The YB1 Way of Surviving Radiation, Pediatric Brain Tumor Resistance and Recurrence
Background
Medulloblastomas, the most common solid malignant pediatric tumor, arise in the developing cerebellum, a part of the brain controlling posture and coordination which develops during childhood. These tumors are currently treated with surgery, cranio-spinal radiation, and chemotherapy. Survivors suffer devastating life-long side effects due to the damage these treatments do to the still-developing brain, and metastasis and recurrence are lethal.
Project Goal
Our goal is to understand how molecules that regulate normal brain development can be hijacked by tumor cells, causing them to rapidly divide and enabling them to survive radiation and cause tumor recurrence. One such molecule is called Sonic hedgehog (Shh).
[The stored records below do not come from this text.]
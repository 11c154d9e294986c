//! HTTP wire types
//!
//! Requests and responses are plain data here. Socket I/O lives in the
//! client crate's connection.

pub mod request;
pub mod response;

pub use request::{Method, QueryEncoding, QueryParams, QueryValue, Request};
pub use response::{Entries, EntryKey, Response};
Shh is required for cell division of immature neurons in the developing cerebellum, and it is also involved in certain classes of medulloblastomas. Shh turns on a molecule called Y-box protein 1 (YB-1) in immature cerebellar neurons and mouse medulloblastomas. YB1 is a cancer-associated protein, and our preliminary results show that high levels of YB1 expression in children with medulloblastoma predicts poor survival. In mice with medulloblastoma, we have found that YB1 is involved in causing activity of proteins that make medulloblastoma cells resist radiation, thereby contributing to recurrence. Our studies will investigate how Shh turns on YB1, how YB1 regulates radiation resistance genes, and how YB1 promotes cell survival after irradiation by its effects on damaged DNA inside tumor cells. These studies will lead to insights as to how to reduce the levels of radiation used to treat children with medulloblastoma, by altering activity of YB1.